» TASK REQUIREMENTS:
Could you find every line in the records below that contains the word "Deserialize" and copy it?

» DATA TO PROCESS:
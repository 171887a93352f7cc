//! Keyword-weight sources
//!
//! Weights come from the `keywords` table, an optional TOML keyword file, or
//! a built-in fallback table, and are bucketed per schedule type.

use crate::config::KeywordConfig;
use crate::extraction::ScheduleType;
use crate::storage::{lock_storage, SharedStorage, StorageError};
use serde::{Deserialize, Serialize};
use std::collections::HashMap;
use std::path::Path;
use thiserror::Error;

/// Errors loading keyword weights
#[derive(Debug, Error)]
pub enum KeywordError {
    #[error("Failed to read keyword file {path}: {source}")]
    Io {
        path: String,
        source: std::io::Error,
    },

    #[error("Failed to parse keyword file {path}: {source}")]
    Parse {
        path: String,
        source: toml::de::Error,
    },

    #[error("Keyword store error: {0}")]
    Store(#[from] StorageError),

    #[error("No keyword source is available and the fallback table is disabled")]
    Unavailable,
}

/// Which schedule buckets a stored keyword applies to
#[derive(Debug, Clone, Copy, PartialEq, Eq, Hash, Serialize, Deserialize)]
#[serde(rename_all = "lowercase")]
pub enum KeywordScope {
    Reconciliation,
    Adoration,
    Mass,
    /// Reconciliation and adoration
    Both,
    All,
}

impl KeywordScope {
    pub fn to_db_string(&self) -> &'static str {
        match self {
            Self::Reconciliation => "reconciliation",
            Self::Adoration => "adoration",
            Self::Mass => "mass",
            Self::Both => "both",
            Self::All => "all",
        }
    }

    pub fn from_db_string(s: &str) -> Option<Self> {
        match s {
            "reconciliation" => Some(Self::Reconciliation),
            "adoration" => Some(Self::Adoration),
            "mass" => Some(Self::Mass),
            "both" => Some(Self::Both),
            "all" => Some(Self::All),
            _ => None,
        }
    }

    /// The schedule-type buckets this scope fans out into
    pub fn schedule_types(&self) -> &'static [ScheduleType] {
        match self {
            Self::Reconciliation => &[ScheduleType::Reconciliation],
            Self::Adoration => &[ScheduleType::Adoration],
            Self::Mass => &[ScheduleType::Mass],
            Self::Both => &[ScheduleType::Reconciliation, ScheduleType::Adoration],
            Self::All => ScheduleType::all(),
        }
    }
}

/// One keyword-weight mapping
#[derive(Debug, Clone, PartialEq, Serialize, Deserialize)]
pub struct KeywordRecord {
    pub keyword: String,
    pub scope: KeywordScope,
    #[serde(default = "default_weight")]
    pub weight: f64,
    #[serde(default)]
    pub negative: bool,
}

fn default_weight() -> f64 {
    1.0
}

#[derive(Debug, Deserialize)]
struct KeywordFile {
    #[serde(default, rename = "keyword")]
    keywords: Vec<KeywordRecord>,
}

/// A positive keyword and its weight
#[derive(Debug, Clone, PartialEq)]
pub struct WeightedKeyword {
    pub keyword: String,
    pub weight: f64,
}

#[derive(Debug, Clone, Default)]
struct Bucket {
    positive: Vec<WeightedKeyword>,
    negative: Vec<String>,
}

/// Keyword weights bucketed by schedule type
#[derive(Debug, Clone, Default)]
pub struct KeywordSet {
    buckets: HashMap<ScheduleType, Bucket>,
}

const FALLBACK: &[(&str, KeywordScope, f64, bool)] = &[
    ("confession", KeywordScope::Reconciliation, 10.0, false),
    ("reconciliation", KeywordScope::Reconciliation, 10.0, false),
    ("penance", KeywordScope::Reconciliation, 8.0, false),
    ("sacraments", KeywordScope::Reconciliation, 3.0, false),
    ("adoration", KeywordScope::Adoration, 10.0, false),
    ("eucharistic", KeywordScope::Adoration, 8.0, false),
    ("exposition", KeywordScope::Adoration, 6.0, false),
    ("holy hour", KeywordScope::Adoration, 6.0, false),
    ("perpetual", KeywordScope::Adoration, 4.0, false),
    ("mass times", KeywordScope::Mass, 10.0, false),
    ("mass schedule", KeywordScope::Mass, 10.0, false),
    ("mass", KeywordScope::Mass, 6.0, false),
    ("liturgy", KeywordScope::Mass, 4.0, false),
    ("worship", KeywordScope::Mass, 3.0, false),
    ("schedule", KeywordScope::Both, 5.0, false),
    ("hours", KeywordScope::Both, 3.0, false),
    ("times", KeywordScope::All, 3.0, false),
    ("bulletin", KeywordScope::All, 2.0, false),
    ("blog", KeywordScope::All, 1.0, true),
    ("news", KeywordScope::All, 1.0, true),
    ("donate", KeywordScope::All, 1.0, true),
    ("giving", KeywordScope::All, 1.0, true),
    ("staff", KeywordScope::All, 1.0, true),
    ("school", KeywordScope::All, 1.0, true),
    ("wedding", KeywordScope::All, 1.0, true),
    ("funeral", KeywordScope::All, 1.0, true),
];

impl KeywordSet {
    /// Buckets records, fanning `both` and `all` out into their types
    pub fn from_records(records: &[KeywordRecord]) -> Self {
        let mut set = Self::default();
        for record in records {
            let keyword = record.keyword.trim().to_lowercase();
            if keyword.is_empty() {
                continue;
            }
            for schedule_type in record.scope.schedule_types() {
                let bucket = set.buckets.entry(*schedule_type).or_default();
                if record.negative {
                    if !bucket.negative.contains(&keyword) {
                        bucket.negative.push(keyword.clone());
                    }
                } else {
                    bucket.positive.push(WeightedKeyword {
                        keyword: keyword.clone(),
                        weight: record.weight,
                    });
                }
            }
        }
        set
    }

    /// The built-in table used when no store is reachable
    pub fn fallback() -> Self {
        Self::from_records(&fallback_records())
    }

    pub fn positive(&self, schedule_type: ScheduleType) -> &[WeightedKeyword] {
        self.buckets
            .get(&schedule_type)
            .map(|b| b.positive.as_slice())
            .unwrap_or(&[])
    }

    pub fn negative(&self, schedule_type: ScheduleType) -> &[String] {
        self.buckets
            .get(&schedule_type)
            .map(|b| b.negative.as_slice())
            .unwrap_or(&[])
    }

    /// Distinct positive keywords across the given types
    pub fn tokens(&self, schedule_types: &[ScheduleType]) -> Vec<String> {
        let mut tokens: Vec<String> = schedule_types
            .iter()
            .flat_map(|t| self.positive(*t).iter().map(|k| k.keyword.clone()))
            .collect();
        tokens.sort();
        tokens.dedup();
        tokens
    }

    pub fn is_empty(&self) -> bool {
        self.buckets.values().all(|b| b.positive.is_empty())
    }
}

pub fn fallback_records() -> Vec<KeywordRecord> {
    FALLBACK
        .iter()
        .map(|(keyword, scope, weight, negative)| KeywordRecord {
            keyword: keyword.to_string(),
            scope: *scope,
            weight: *weight,
            negative: *negative,
        })
        .collect()
}

/// Reads a TOML keyword file of `[[keyword]]` tables
pub fn load_keyword_file(path: &Path) -> Result<Vec<KeywordRecord>, KeywordError> {
    let display = path.display().to_string();
    let content = std::fs::read_to_string(path).map_err(|source| KeywordError::Io {
        path: display.clone(),
        source,
    })?;
    let file: KeywordFile = toml::from_str(&content).map_err(|source| KeywordError::Parse {
        path: display,
        source,
    })?;
    Ok(file.keywords)
}

/// Resolves the keyword set from the configured sources
///
/// A configured file that cannot be read is an error. An unreachable
/// database store is not: the next source is tried instead.
pub fn load_keywords(
    config: &KeywordConfig,
    storage: Option<&SharedStorage>,
) -> Result<KeywordSet, KeywordError> {
    let mut records = Vec::new();

    if let Some(file) = &config.file {
        let from_file = load_keyword_file(Path::new(file))?;
        tracing::info!(path = %file, count = from_file.len(), "Loaded keyword file");
        records.extend(from_file);
    }

    if config.use_database {
        match storage.map(|s| lock_storage(s).and_then(|s| s.load_keywords())) {
            Some(Ok(stored)) => {
                tracing::info!(count = stored.len(), "Loaded keywords from store");
                records.extend(stored);
            }
            Some(Err(e)) => tracing::warn!(error = %e, "Keyword store unavailable"),
            None => tracing::warn!("Keyword store requested but no database is open"),
        }
    }

    let set = KeywordSet::from_records(&records);
    if !set.is_empty() {
        return Ok(set);
    }

    if config.allow_fallback {
        tracing::info!("Using built-in keyword table");
        Ok(KeywordSet::fallback())
    } else {
        Err(KeywordError::Unavailable)
    }
}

» EXERCISE RESPONSE:
use serde::{Deserialize, Serialize};
#[derive(Debug, Clone, Copy, PartialEq, Eq, Hash, Serialize, Deserialize)]
#[derive(Debug, Clone, PartialEq, Serialize, Deserialize)]
#[derive(Debug, Deserialize)]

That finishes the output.